Introspection Experiment Results

The Experiment. We test whether language models can detect when a researcher injects a concept-specific activation pattern into their residual stream during inference. For each of 50 concept words (e.g. “oceans,” “lightning,” “algorithms”), we first extract a steering vector, which is the direction in activation space that distinguishes “thinking about X” from generic text processing. We then inject that vector into the model’s hidden states while it answers: “Do you detect an injected thought? If so, what is it about?”

Control vs. Intervention. Every trial is paired: the control response uses identical random seeds but no injection, whereas the intervention response has the steering vector active. The difference between the two isolates the causal effect of the injection from prompt compliance or sampling noise.

Key parameters. Layer position (%) is where in the transformer the vector is injected, normalized to 0–100% so different model sizes can be compared. Early layers (~0–20%) handle syntax, middle layers (~30–60%) compose features, and late layers (~70–100%) directly bias token prediction.
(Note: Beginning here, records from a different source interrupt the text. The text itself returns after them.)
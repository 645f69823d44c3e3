//! Wire protocol: envelope framing and the voice action model.

mod action;
mod envelope;

pub use action::{
    parse_structured, Action, ActionError, CollectField, CollectSchema, FieldType, Transfer,
    TransferMode, Voice,
};
pub use envelope::{
    error_payload, now_ts, ok_payload, parse_envelope, response_error, response_result, Envelope,
    EnvelopeError, FrameKind, ERR_BAD_REQUEST, ERR_INVALID_SESSION, ERR_UNSUPPORTED_OP, OP_HELLO,
    OP_PING, OP_SESSION_END, OP_SESSION_START, OP_SESSION_UPDATE, PROTOCOL_VERSION, SUPPORTED_OPS,
};
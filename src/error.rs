//! VoxBridge error types

use thiserror::Error;

/// VoxBridge error type
#[derive(Error, Debug)]
pub enum Error {
    /// Configuration error
    #[error("Configuration error: {0}")]
    Config(String),

    /// Protocol error (handshake rejected, timed out, or answered with a
    /// malformed payload)
    #[error("Protocol error: {0}")]
    Protocol(String),

    /// Session error
    #[error("Session error: {0}")]
    Session(String),

    /// Agent bridge error
    #[error("Bridge error: {0}")]
    Bridge(String),

    /// Transport error (dial failures, socket errors, unexpected closes)
    #[error("Transport error: {0}")]
    Transport(String),

    /// IO error
    #[error("IO error: {0}")]
    Io(#[from] std::io::Error),

    /// Serialization error
    #[error("Serialization error: {0}")]
    Serialization(#[from] serde_json::Error),

    /// WebSocket error
    #[error("WebSocket error: {0}")]
    WebSocket(#[from] tokio_tungstenite::tungstenite::Error),
}

/// Result type alias for VoxBridge operations
pub type Result<T> = std::result::Result<T, Error>;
Injection strength (1.0–8.0×) scales the steering vector’s magnitude relative to natural activations: higher values force a stronger perturbation but may degrade coherence. Each configuration was run for 5 trials across 42 layer positions.

Grading. An external LLM (GPT-4) grades each response on four criteria of increasing strictness:

1. coherent_response: Is the output coherent? This is a sanity gate, and incoherent responses are excluded from other scores.
2. affirmative_response: Does the model claim to detect any injected thought? This measures prompt compliance.
3. thinking_about_word: Does the model describe thinking about the specific concept word? This measures behavioral leakage.
4. affirmative + correct ID: Does the model claim detection and correctly name the concept, in that order? This is the strictest criterion, designed to filter out confabulation.
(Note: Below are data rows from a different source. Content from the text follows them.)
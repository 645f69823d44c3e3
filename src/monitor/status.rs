//! Channel status reporting.
//!
//! The monitor is write-only towards the status surface: it publishes
//! [`ChannelStatus`] snapshots through a [`StatusSink`] and never reads
//! back. Host applications usually subscribe via [`WatchSink`].

use std::sync::Arc;

use serde::Serialize;
use tokio::sync::watch;

/// Point-in-time status of one account's connection.
#[derive(Debug, Clone, Default, PartialEq, Serialize)]
#[serde(rename_all = "camelCase")]
pub struct ChannelStatus {
    pub running: bool,
    pub connected: bool,
    #[serde(skip_serializing_if = "Option::is_none")]
    pub conn_id: Option<String>,
    #[serde(skip_serializing_if = "Option::is_none")]
    pub last_error: Option<String>,
    #[serde(skip_serializing_if = "Option::is_none")]
    pub last_disconnect: Option<DisconnectInfo>,
    #[serde(skip_serializing_if = "Option::is_none")]
    pub last_connect_at: Option<i64>,
    #[serde(skip_serializing_if = "Option::is_none")]
    pub last_stop_at: Option<i64>,
}

/// Why and when the last connection ended.
#[derive(Debug, Clone, PartialEq, Serialize)]
#[serde(rename_all = "camelCase")]
pub struct DisconnectInfo {
    /// Unix ms
    pub at: i64,
    /// Close code or a short reason tag ("aborted", "handshake_failed", ...)
    pub status: String,
    #[serde(skip_serializing_if = "Option::is_none")]
    pub error: Option<String>,
}

/// Write-only status consumer.
pub trait StatusSink: Send + Sync {
    fn publish(&self, status: ChannelStatus);
}

/// Sink that drops every update.
#[derive(Debug, Default)]
pub struct NullSink;

impl StatusSink for NullSink {
    fn publish(&self, _status: ChannelStatus) {}
}

/// Sink backed by a `tokio::sync::watch` channel; subscribers always see
/// the latest snapshot.
pub struct WatchSink {
    tx: watch::Sender<ChannelStatus>,
}

impl WatchSink {
    pub fn new() -> (Arc<Self>, watch::Receiver<ChannelStatus>) {
        let (tx, rx) = watch::channel(ChannelStatus::default());
        (Arc::new(Self { tx }), rx)
    }
}

impl StatusSink for WatchSink {
    fn publish(&self, status: ChannelStatus) {
        let _ = self.tx.send(status);
    }
}

#[cfg(test)]
mod tests {
    use super::*;

    #[test]
    fn test_watch_sink_delivers_latest() {
        let (sink, rx) = WatchSink::new();
        assert!(!rx.borrow().connected);

        sink.publish(ChannelStatus {
            running: true,
            connected: true,
            ..Default::default()
        });
        assert!(rx.borrow().connected);
    }

    #[test]
    fn test_status_serializes_camel_case() {
        let status = ChannelStatus {
            running: false,
            connected: false,
            last_stop_at: Some(123),
            ..Default::default()
        };
        let json = serde_json::to_value(&status).unwrap();
        assert_eq!(json["lastStopAt"], 123);
        assert!(json.get("lastError").is_none());
    }
}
Delta score. All plots below show Δ = intervention score − control score. A positive delta means the model detects the injection above its false-positive baseline, whereas a delta near zero means the model cannot tell the difference. All scores are coherence-gated, meaning a response only counts as a detection if it is also coherent.

Model scale: 8B14B32B235B

1. Detection by Injection Strength

The affirmative_response_followed_by_correct_identification delta, separated by injection strength. Each panel shows one strength value, and each line is a model scale.

2. Detection Signal: Affirmative Response Followed by Correct Identification

This plot shows the delta for the affirmative_response_followed_by_correct_identification grader, averaged across all injection strengths. This grader requires the model to both claim it detects an injection and correctly name the concept, in that order. Each line represents a different model scale. Positive values above the dotted red baseline indicate the model detects the injected concept above chance.

3. Sweet Spot Heatmap

For each model, the raw intervention detection rate for affirmative_response_followed_by_correct_identification (coherence-gated) as a function of layer position (x-axis) and injection strength (y-axis). Darker green indicates a higher detection rate. The region with the deepest color corresponds to the optimal (layer, strength) combination.

4. Grader Comparison: What Kind of Signal?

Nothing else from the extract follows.